Historical and administrative center (seat) of Naguabo, Puerto Rico

Naguabo barrio-pueblo is a barrio and the administrative center (seat) of Naguabo, a municipality of Puerto Rico. Its population in 2010 was 1,514.

As was customary in Spain, in Puerto Rico, the municipality has a barrio called pueblo which contains a central plaza, the municipal buildings (city hall), and a Catholic church. Fiestas patronales (patron saint festivals) are held in the central plaza every year.

Historical population
| Census | Pop. | Note | %± |
| 1900 | 1,812 |  | — |
| 1910 | 3,303 |  | 82.3% |
| 1920 | 3,591 |  | 8.7% |
| 1930 | 4,087 |  | 13.8% |
| 1940 | 4,185 |  | 2.4% |
| 1950 | 4,442 |  | 6.1% |
| 1960 | 3,396 |  | −23.5% |
| 1970 | 0 |  | −100.0% |
| 1980 | 2,056 |  | — |
| 1990 | 1,848 |  | −10.1% |
| 2000 | 1,852 |  | 0.2% |
| 2010 | 1,514 |  | −18.3% |
U.S. Decennial Census 1899 (shown as 1900) 1910-1930 1930-1950 1980-2000 2010

==The central plaza and its church==
The central plaza, or square, is a place for official and unofficial recreational events and a place where people can gather and socialize from dusk to dawn. The Laws of the Indies, Spanish law, which regulated life in Puerto Rico in the early 19th century, stated the plaza's purpose was for "the parties" (celebrations, festivities) (a propósito para las fiestas), and that the square should be proportionally large enough for the number of neighbors (grandeza proporcionada al número de vecinos). These Spanish regulations also stated that the streets nearby should be comfortable portals for passersby, protecting them from the elements: sun and rain.
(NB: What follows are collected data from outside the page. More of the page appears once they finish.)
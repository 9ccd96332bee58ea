use std::fmt;
use std::time::{Duration, Instant};

/// Phases of a tick, in the order the scheduler passes through them.
#[derive(Debug, Copy, Clone, PartialEq, Eq)]
pub enum Stage {
    /// Between the end of one tick and the start of the next.
    Idle,
    /// Pose acquisition.
    Wait,
    /// Applying the pose and recomputing derived fields.
    Prepare,
    /// Host event polling.
    Events,
    /// Timed resources.
    Media,
    /// Window dispatch and the bounded wait.
    User,
    /// Composition and presentation.
    Submit,
}

const STAGES: [Stage; 7] = [
    Stage::Idle,
    Stage::Wait,
    Stage::Prepare,
    Stage::Events,
    Stage::Media,
    Stage::User,
    Stage::Submit,
];

impl Stage {
    fn index(self) -> usize {
        self as usize
    }

    fn label(self) -> &'static str {
        match self {
            Stage::Idle => "idle",
            Stage::Wait => "wait",
            Stage::Prepare => "prepare",
            Stage::Events => "events",
            Stage::Media => "media",
            Stage::User => "user",
            Stage::Submit => "submit",
        }
    }
}

/// Averages over one reporting interval.
#[derive(Debug, Clone, PartialEq)]
pub struct StatsReport {
    pub frames: u32,
    pub fps: f64,
    /// Mean milliseconds per frame for each stage, in [`Stage`] order.
    pub stage_ms: [f64; 7],
    /// Frames whose busy time exceeded the budget.
    pub missed: u32,
}

impl StatsReport {
    pub fn stage(&self, stage: Stage) -> f64 {
        self.stage_ms[stage.index()]
    }
}

impl fmt::Display for StatsReport {
    fn fmt(&self, f: &mut fmt::Formatter<'_>) -> fmt::Result {
        write!(f, "{:.1} fps", self.fps)?;
        for stage in STAGES {
            write!(f, " {}={:.2}ms", stage.label(), self.stage(stage))?;
        }
        write!(f, " missed={}/{}", self.missed, self.frames)
    }
}

/// Accumulates per-stage time across ticks.
///
/// `mark(stage)` charges everything since the previous mark to `stage`.
#[derive(Debug, Clone)]
pub struct FrameStats {
    interval: u32,
    budget: Duration,
    totals: [Duration; 7],
    frame_busy: Duration,
    frames: u32,
    missed: u32,
    interval_start: Instant,
    last: Instant,
}

impl FrameStats {
    pub fn new(interval: u32, budget: Duration) -> Self {
        let now = Instant::now();
        Self {
            interval: interval.max(1),
            budget,
            totals: [Duration::ZERO; 7],
            frame_busy: Duration::ZERO,
            frames: 0,
            missed: 0,
            interval_start: now,
            last: now,
        }
    }

    pub fn mark(&mut self, stage: Stage) {
        self.mark_at(stage, Instant::now());
    }

    pub(crate) fn mark_at(&mut self, stage: Stage, now: Instant) {
        let spent = now.saturating_duration_since(self.last);
        self.totals[stage.index()] += spent;
        if stage != Stage::Idle {
            self.frame_busy += spent;
        }
        self.last = now;
    }

    /// Closes a frame. Returns a report every `interval` frames.
    pub fn end_frame(&mut self) -> Option<StatsReport> {
        self.end_frame_at(Instant::now())
    }

    pub(crate) fn end_frame_at(&mut self, now: Instant) -> Option<StatsReport> {
        self.frames += 1;
        if self.frame_busy > self.budget {
            self.missed += 1;
        }
        self.frame_busy = Duration::ZERO;

        if self.frames < self.interval {
            return None;
        }

        let n = f64::from(self.frames);
        let elapsed = now.saturating_duration_since(self.interval_start).as_secs_f64();
        let mut stage_ms = [0.0; 7];
        for (ms, total) in stage_ms.iter_mut().zip(self.totals.iter()) {
            *ms = total.as_secs_f64() * 1000.0 / n;
        }
        let report = StatsReport {
            frames: self.frames,
            fps: if elapsed > 0.0 { n / elapsed } else { 0.0 },
            stage_ms,
            missed: self.missed,
        };

        self.totals = [Duration::ZERO; 7];
        self.frames = 0;
        self.missed = 0;
        self.interval_start = now;
        Some(report)
    }
}

#[cfg(test)]
mod tests {
    use super::*;

    #[test]
    fn reports_every_interval_with_stage_means() {
        let mut stats = FrameStats::new(2, Duration::from_millis(16));
        let t0 = stats.last;

        stats.mark_at(Stage::Wait, t0 + Duration::from_millis(2));
        stats.mark_at(Stage::User, t0 + Duration::from_millis(6));
        assert!(stats.end_frame_at(t0 + Duration::from_millis(6)).is_none());

        stats.mark_at(Stage::Idle, t0 + Duration::from_millis(10));
        stats.mark_at(Stage::Wait, t0 + Duration::from_millis(14));
        stats.mark_at(Stage::User, t0 + Duration::from_millis(34));
        let report = stats.end_frame_at(t0 + Duration::from_millis(40)).unwrap();

        assert_eq!(report.frames, 2);
        assert!((report.stage(Stage::Wait) - 3.0).abs() < 1e-9);
        assert!((report.stage(Stage::User) - 12.0).abs() < 1e-9);
        assert!((report.stage(Stage::Idle) - 2.0).abs() < 1e-9);
        assert_eq!(report.missed, 1);
        assert!((report.fps - 50.0).abs() < 1e-6);
    }

    #[test]
    fn counters_reset_after_a_report() {
        let mut stats = FrameStats::new(1, Duration::from_millis(16));
        let t0 = stats.last;
        stats.mark_at(Stage::Submit, t0 + Duration::from_millis(1));
        assert!(stats.end_frame_at(t0 + Duration::from_millis(1)).is_some());

        let report = stats.end_frame_at(t0 + Duration::from_millis(2)).unwrap();
        assert_eq!(report.stage(Stage::Submit), 0.0);
        assert!(report.to_string().starts_with("1000.0 fps"));
    }
}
Located across the central plaza in Naguabo barrio-pueblo is the Parroquia Nuestra Señora del Rosario, a Roman Catholic church.

==History==
Naguabo barrio-pueblo was in Spain's gazetteers until Puerto Rico was ceded by Spain in the aftermath of the Spanish–American War under the terms of the Treaty of Paris of 1898 and became an unincorporated territory of the United States. In 1899, the United States Department of War conducted a census of Puerto Rico finding that the population of Naguabo Pueblo was 1,812.

In July 2020, Federal Emergency Management Agency appropriated funds for repairs to Naguabo's plaza.

==Sectors==
Barrios (which are, in contemporary times, roughly comparable to minor civil divisions) in turn are further subdivided into smaller local populated place areas/units called sectores (sectors in English). The types of sectores may vary, from normally sector to urbanización to reparto to barriada to residencial, among others.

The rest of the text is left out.